Herança Ligada ao Sexo - Resolução

01. (Enem 2022) Na figura está representado o mosaicismo em função da inativação aleatória de um dos cromossomos X, que ocorre em todas as mulheres sem alterações patológicas.

Entre mulheres heterozigotas para doenças determinadas por genes recessivos ligados ao sexo, essa inativação tem como consequência a ocorrência de

1. pleiotropia.
2. mutação gênica.
3. interação gênica.
4. penetrância incompleta.
5. expressividade variável.

02. (Enem PPL 2023) A incapacidade de perceber certas cores é denominada daltonismo. Um tipo raro é classificado de tritanomalia e corresponde a um defeito nos cones sensíveis à cor azul. O gene responsável pela herança situa-se no cromossomo 7, permitindo que homens e mulheres sejam igualmente afetados. Além disso, casais sem tritanomalia podem ter crianças com a herança.

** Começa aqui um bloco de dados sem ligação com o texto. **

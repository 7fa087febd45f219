//! Modification time assignment for incoming records.
//!
//! Records that carry a real timestamp keep it. Records without one (most
//! notably deletions) need a synthetic tick so that they still order after
//! whatever the tree already knows about the path.

use super::update::Update;

/// Decides the modification time stored for an incoming record.
///
/// Only consulted for records that actually change the tree, never for
/// no-op re-applications.
pub trait ClockPolicy {
    fn resolve(&mut self, current: Option<&Update>, incoming: &Update) -> u64;
}

/// Ticks each (path, side) independently, one past its previous record.
#[derive(Debug, Clone, Copy, Default)]
pub struct PerPathClock;

impl ClockPolicy for PerPathClock {
    fn resolve(&mut self, current: Option<&Update>, incoming: &Update) -> u64 {
        match (incoming.mod_time(), current) {
            (0, Some(current)) => current.mod_time().saturating_add(1),
            (explicit, _) => explicit,
        }
    }
}

/// One counter shared by every path, so synthetic ticks are totally
/// ordered across the whole tree.
#[derive(Debug, Clone, Copy, Default)]
pub struct GlobalClock {
    last: u64,
}

impl GlobalClock {
    pub fn last(&self) -> u64 {
        self.last
    }
}

impl ClockPolicy for GlobalClock {
    fn resolve(&mut self, current: Option<&Update>, incoming: &Update) -> u64 {
        match (incoming.mod_time(), current) {
            (0, Some(current)) => {
                self.last = self.last.max(current.mod_time()).saturating_add(1);
                self.last
            }
            (explicit, _) => {
                self.last = self.last.max(explicit);
                explicit
            }
        }
    }
}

O padrão dessa herança rara é

1. ligado ao X e recessivo.
2. ligado ao Y e recessivo.
3. ligado ao X e dominante.
4. autossômico e recessivo.
5. autossômico e dominante.

03. (Enem 2017) A distrofia muscular Duchenne (DMD) é uma doença causada por uma mutação em um gene localizado no cromossomo X. Pesquisadores estudaram uma família na qual gêmeas monozigóticas eram portadoras de um alelo mutante recessivo para esse gene (heterozigóticas). O interessante é que uma das gêmeas apresentava o fenótipo relacionado ao alelo mutante, isto é, DMD, enquanto a sua irmã apresentava fenótipo normal.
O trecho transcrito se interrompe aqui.